In as much as (non-existent) ‘race’ proves stronger than religious affiliation, so caste is more potent than religious doctrine. Many of those who convert to Buddhism or become Christian, do not jettion the inherited baggage of caste. Professor Hoole claims it is difficult for someone who is not from the Govigama caste to win political leadership at the national level (page 42). Advertisements for marriage often specified (specify?) the caste of the prospective bride or groom, despite the Buddha having clearly and decisively turned his face against it.
Going back over sixty years, I recall a friend, Dharmasiri de Zoysa, picking up a book and exclaiming in mock (if cynical) surprise: “How did these two entirely different subjects get into the same work?” The title was: ‘Love and Marriage’. Similarly, religious doctrine and religious practice are separate; very often, contradictory. Like many Buddhists, Christians also remain infected with caste: for example, Hoole states that Bishop Kulandran justified ban on low caste temple entry (page 126). ‘Mirage’ by K. Daniel (translated by Subramaniam Jebanesan, 2016) is a novel but, as the author states, based on fact. It is a searing indictment of caste, both in Hindu and Christian society. As I wrote (Colombo Telegraph, 28th March 2019), it’s an instance of the novelist as witness and testifier. I cite from this article: In the name of religion and ancient time-honoured practice, power and privilege are preserved on the one side; exploitation and suffering perpetuated on the other. (The Tamil Tigers, apart from their many and grievous faults and failings, are reputed to have disapproved of caste, even as they tried to advance female emancipation.)

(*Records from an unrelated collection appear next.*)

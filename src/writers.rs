use csv::WriterBuilder;
use log::info;
use std::fs::{self, File};
use std::io::Write;
use std::path::Path;

use crate::data_models::{AqiResult, CleanReading, Pollutant};
use crate::errors::PipelineError;
use crate::parsers::csv_parser::{STATION_ID_COL, STATION_NAME_COL, TIME_COL};
use crate::utils::{format_optional_float, format_time};

pub const AQI_COL: &str = "AQI";
pub const LEVEL_COL: &str = "Level";

/// Output formatting shared by both tables.
#[derive(Debug, Clone, Copy)]
pub struct TableFormat {
    pub delimiter: u8,
    pub write_bom: bool,
}

impl Default for TableFormat {
    fn default() -> Self {
        Self {
            delimiter: b',',
            write_bom: true,
        }
    }
}

pub fn clean_header() -> Vec<String> {
    let mut header = vec![
        STATION_ID_COL.to_string(),
        STATION_NAME_COL.to_string(),
        TIME_COL.to_string(),
    ];
    header.extend(Pollutant::ALL.iter().map(|p| p.column_name().to_string()));
    header
}

/// Clean columns followed by one sub-index column per active pollutant, then
/// the overall index and its level.
pub fn result_header(pollutants: &[Pollutant]) -> Vec<String> {
    let mut header = clean_header();
    header.extend(pollutants.iter().map(|p| p.aqi_column_name()));
    header.push(AQI_COL.to_string());
    header.push(LEVEL_COL.to_string());
    header
}

fn clean_fields(reading: &CleanReading) -> Vec<String> {
    let mut fields = vec![
        reading.station_id.clone(),
        reading.station_name.clone(),
        format_time(&reading.get_time),
    ];
    fields.extend(reading.values.iter().map(|(_, v)| format_optional_float(v)));
    fields
}

fn result_fields(result: &AqiResult, pollutants: &[Pollutant]) -> Vec<String> {
    let mut fields = clean_fields(&result.reading);
    fields.extend(
        pollutants
            .iter()
            .map(|&p| format_optional_float(result.sub_indices.get(p))),
    );
    fields.push(format_optional_float(result.aqi));
    fields.push(result.level.map(|l| l.label().to_string()).unwrap_or_default());
    fields
}

/// Writes header and rows to any sink.
pub fn write_rows<W: Write>(
    mut sink: W,
    header: &[String],
    rows: impl Iterator<Item = Vec<String>>,
    format: TableFormat,
) -> Result<(), csv::Error> {
    if format.write_bom {
        sink.write_all("\u{feff}".as_bytes())?;
    }
    let mut writer = WriterBuilder::new().delimiter(format.delimiter).from_writer(sink);
    writer.write_record(header)?;
    for row in rows {
        writer.write_record(&row)?;
    }
    writer.flush()?;
    Ok(())
}

fn write_file(
    path: &Path,
    header: &[String],
    rows: impl Iterator<Item = Vec<String>>,
    format: TableFormat,
) -> Result<(), PipelineError> {
    let to_error = |source: csv::Error| PipelineError::Write {
        path: path.to_path_buf(),
        source,
    };
    if let Some(parent) = path.parent().filter(|p| !p.as_os_str().is_empty()) {
        fs::create_dir_all(parent).map_err(|e| to_error(e.into()))?;
    }
    let file = File::create(path).map_err(|e| to_error(e.into()))?;
    write_rows(file, header, rows, format).map_err(to_error)
}

pub fn write_clean_table(path: &Path, readings: &[CleanReading], format: TableFormat) -> Result<(), PipelineError> {
    write_file(path, &clean_header(), readings.iter().map(clean_fields), format)?;
    info!("Wrote {} clean rows to {}", readings.len(), path.display());
    Ok(())
}

pub fn write_result_table(
    path: &Path,
    results: &[AqiResult],
    pollutants: &[Pollutant],
    format: TableFormat,
) -> Result<(), PipelineError> {
    write_file(
        path,
        &result_header(pollutants),
        results.iter().map(|r| result_fields(r, pollutants)),
        format,
    )?;
    info!("Wrote {} AQI rows to {}", results.len(), path.display());
    Ok(())
}

#[cfg(test)]
mod tests {
    use super::*;
    use crate::data_models::{Level, PollutantValues};
    use chrono::NaiveDate;

    fn reading() -> CleanReading {
        CleanReading {
            station_id: "31390908889087".to_string(),
            station_name: "Hà Nội: 556 Nguyễn Văn Cừ".to_string(),
            get_time: NaiveDate::from_ymd_opt(2024, 5, 1).unwrap().and_hms_opt(7, 0, 0).unwrap(),
            values: PollutantValues::new().with(Pollutant::Pm25, 12.0).with(Pollutant::Co, 0.75),
        }
    }

    #[test]
    fn test_clean_row_layout() {
        let mut out = Vec::new();
        write_rows(
            &mut out,
            &clean_header(),
            std::iter::once(clean_fields(&reading())),
            TableFormat { delimiter: b',', write_bom: false },
        )
        .unwrap();
        let text = String::from_utf8(out).unwrap();
        let lines: Vec<&str> = text.lines().collect();
        assert_eq!(lines[0], "stationId,stationName,getTime,PM-2-5,PM-10,NO2,SO2,O3,CO");
        assert_eq!(
            lines[1],
            "31390908889087,Hà Nội: 556 Nguyễn Văn Cừ,2024-05-01 07:00:00,12,,,,,0.75"
        );
    }

    #[test]
    fn test_result_row_with_absent_aqi() {
        let result = AqiResult {
            reading: reading(),
            sub_indices: PollutantValues::new(),
            aqi: None,
            level: None,
        };
        let pollutants = [Pollutant::Pm25, Pollutant::Co];
        let header = result_header(&pollutants);
        assert_eq!(&header[header.len() - 4..], ["AQI_PM-2-5", "AQI_CO", "AQI", "Level"]);

        let fields = result_fields(&result, &pollutants);
        assert_eq!(&fields[fields.len() - 4..], ["", "", "", ""]);
    }

    #[test]
    fn test_result_row_with_level() {
        let result = AqiResult {
            reading: reading(),
            sub_indices: PollutantValues::new().with(Pollutant::Pm25, 50.0),
            aqi: Some(50.0),
            level: Some(Level::Good),
        };
        let fields = result_fields(&result, &[Pollutant::Pm25]);
        assert_eq!(&fields[fields.len() - 3..], ["50", "50", "Good"]);
    }

    #[test]
    fn test_bom_prefix() {
        let mut out = Vec::new();
        write_rows(&mut out, &clean_header(), std::iter::empty(), TableFormat::default()).unwrap();
        assert!(out.starts_with("\u{feff}".as_bytes()));
    }
}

It can’t be easy for a member of a defeated minority group to publicly attack a fellow member. As I wrote in that Colombo Telegraph article on caste in Jaffna: “There’s no doubt that those Sinhalese incurably infected with ugly racism will gleefully grab this … as a bludgeon with which to beat the Tamils, pretending to a moral outrage and a compassion of which they are completely devoid. To change the metaphor, casteism among Tamils can be used as a red herring to divert attention away from racist acts. Racists can come before their victims clothed in the garment of solicitous saviours.” But evidently with Professor Hoole, the guiding principle is “Veritas vincit omnia”. It’s now for others, far more knowledgeable on the subject, to enter into discussion and debate, if not disputation.